The sets $\{Ax : \|x\|=1\}$ and $\{By : \|y\|=1\}$ are ellipsoids. Hence the set $\{Ax+By : \|x\|=\|y\|=1\}$ is the Minkowski sum of two ellipsoids. Googling for these terms returned this paper which may be interesting to you (although browsing through it I did not find an immediate solution to your problem).

Yan, Yan; Chirikjian, Gregory S., Closed-form characterization of the Minkowski sum and difference of two ellipsoids, Geom. Dedicata 177, 103-128 (2015). ZBL1321.65033.

I do not know if there is a name for this problem. However, we can view this in terms of the usual operator norm.

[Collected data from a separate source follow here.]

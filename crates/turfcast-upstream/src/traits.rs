//! Upstream API abstraction.
//!
//! The poll tasks are written against [`UpstreamApi`] rather than the
//! concrete HTTP client, so scenario tests can script the upstream's
//! responses without a network.

use async_trait::async_trait;
use serde::Serialize;
use serde_json::Value;
use thiserror::Error;
use turfcast_core::{LocationRecord, QueueError, UserRecord};

/// Upstream call errors.
///
/// All variants feed the poller backoff identically; `RateLimited` is
/// distinguished only so diagnostics can name it.
#[derive(Debug, Error)]
pub enum UpstreamError {
    /// Network-level failure before a response arrived.
    #[error("transport error: {0}")]
    Transport(#[from] reqwest::Error),

    /// Upstream said too many requests (HTTP 429).
    #[error("upstream rate limited")]
    RateLimited,

    /// Any other non-2xx response.
    #[error("upstream returned {status}: {body}")]
    Status {
        /// The HTTP status code.
        status: reqwest::StatusCode,
        /// The response body, best effort.
        body: String,
    },

    /// The shared request queue is gone.
    #[error(transparent)]
    Queue(#[from] QueueError),
}

impl UpstreamError {
    /// Is this the distinguished rate-limit failure?
    #[must_use]
    pub const fn is_rate_limited(&self) -> bool {
        matches!(self, Self::RateLimited)
    }

    /// The HTTP status carried by this error, if any.
    #[must_use]
    pub fn status(&self) -> Option<reqwest::StatusCode> {
        match self {
            Self::RateLimited => Some(reqwest::StatusCode::TOO_MANY_REQUESTS),
            Self::Status { status, .. } => Some(*status),
            Self::Transport(err) => err.status(),
            Self::Queue(_) => None,
        }
    }
}

/// A coordinate pair in the upstream's wire shape.
#[derive(Debug, Clone, Copy, Serialize)]
pub struct LatLng {
    /// Latitude, degrees.
    pub latitude: f64,
    /// Longitude, degrees.
    pub longitude: f64,
}

/// A zone-query bounding box.
#[derive(Debug, Clone, Copy, Serialize)]
#[serde(rename_all = "camelCase")]
pub struct BoundingBox {
    /// North-east corner.
    pub north_east: LatLng,
    /// South-west corner.
    pub south_west: LatLng,
}

impl BoundingBox {
    /// Build a square box spanning `half` degrees out from a center.
    #[must_use]
    pub fn around(lat: f64, lng: f64, half: f64) -> Self {
        Self {
            north_east: LatLng {
                latitude: lat + half,
                longitude: lng + half,
            },
            south_west: LatLng {
                latitude: lat - half,
                longitude: lng - half,
            },
        }
    }
}

/// The upstream operations the engine drives.
#[async_trait]
pub trait UpstreamApi: Send + Sync {
    /// Fetch takeover and medal feed items newer than `after`
    /// (a cursor string previously issued by the upstream, sent back
    /// verbatim). `None` fetches the whole feed. Newest first.
    async fn feed_since(&self, after: Option<&str>) -> Result<Vec<Value>, UpstreamError>;

    /// Look up users by name. The upstream returns an empty list for
    /// unknown names rather than an error.
    async fn lookup_user(&self, name: &str) -> Result<Vec<UserRecord>, UpstreamError>;

    /// Fetch the current online-user location list.
    async fn locations(&self) -> Result<Vec<LocationRecord>, UpstreamError>;

    /// Fetch all zones inside a bounding box, passed through raw.
    async fn zones_within(&self, bbox: BoundingBox) -> Result<Value, UpstreamError>;
}

#[cfg(test)]
mod tests {
    use super::*;

    #[test]
    fn test_bounding_box_around() {
        let bbox = BoundingBox::around(59.3, 18.0, 0.05);
        assert!((bbox.north_east.latitude - 59.35).abs() < 1e-9);
        assert!((bbox.south_west.longitude - 17.95).abs() < 1e-9);
    }

    #[test]
    fn test_bounding_box_wire_shape() {
        let bbox = BoundingBox::around(1.0, 2.0, 0.5);
        let value = serde_json::to_value(bbox).unwrap();
        assert_eq!(value["northEast"]["latitude"], 1.5);
        assert_eq!(value["southWest"]["longitude"], 1.5);
    }

    #[test]
    fn test_rate_limit_is_distinguished() {
        let err = UpstreamError::RateLimited;
        assert!(err.is_rate_limited());
        assert_eq!(err.status(), Some(reqwest::StatusCode::TOO_MANY_REQUESTS));

        let err = UpstreamError::Status {
            status: reqwest::StatusCode::BAD_GATEWAY,
            body: String::new(),
        };
        assert!(!err.is_rate_limited());
        assert_eq!(err.status(), Some(reqwest::StatusCode::BAD_GATEWAY));
    }
}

Given $A \in \mathrm{Mat}_{k \times n}(\mathbb{R}), B \in \mathrm{Mat}_{k \times m}(\mathbb{R})$, consider for $x \in \mathbb{R}^n, y \in \mathbb{R}^m$:

\begin{align*} \underset{\substack{ \lvert \lvert x \rvert \rvert = 1 \\ \lvert \lvert y \rvert \rvert = 1}}{\mathrm{sup}} \lvert \lvert Ax + By \rvert \rvert &= \underset{\substack{ \lvert \lvert x \rvert \rvert \leq 1 \\ \lvert \lvert y \rvert \rvert \leq 1}}{\mathrm{sup}} \lvert \lvert Ax + By \rvert \rvert \\ &= \underset{\substack{ \lvert \lvert x \rvert \rvert \leq 1 \\ \lvert \lvert y \rvert \rvert \leq 1}}{\mathrm{sup}} \, \left \lvert \left \lvert \begin{pmatrix}A & B\end{pmatrix} \begin{pmatrix}x \\ y\end{pmatrix} \right \rvert \right\rvert \\ &= \underset{\left \lvert \left \lvert \begin{pmatrix} x \\ y \end{pmatrix} \right \rvert \right \rvert_\infty = 1}{\mathrm{sup}} \left \lvert \left \lvert \begin{pmatrix}A & B\end{pmatrix} \begin{pmatrix}x \\ y\end{pmatrix} \right \rvert \right\rvert, \end{align*} where $\left \lvert \left \lvert \begin{pmatrix} x \\ y \end{pmatrix} \right \rvert \right \rvert_\infty := \max(\lvert \lvert x \rvert \rvert, \lvert \lvert y \rvert \rvert)$ is the supremum norm from viewing $\mathbb{R}^{n+m}$ as the product $\mathbb{R}^n \times \mathbb{R}^m$. Observe then that the last expression is $\lvert \lvert (\begin{smallmatrix}A & B\end{smallmatrix}) \rvert \rvert_{\mathrm{op}}$, where $\lvert \lvert \cdot \rvert \rvert_{\mathrm{op}}$ is the operator norm induced from $\lvert \lvert \cdot \rvert \rvert_\infty$ on $\mathbb{R}^{n+m}$ and $\lvert \lvert \cdot \rvert \rvert$ on $\mathbb{R}^k$.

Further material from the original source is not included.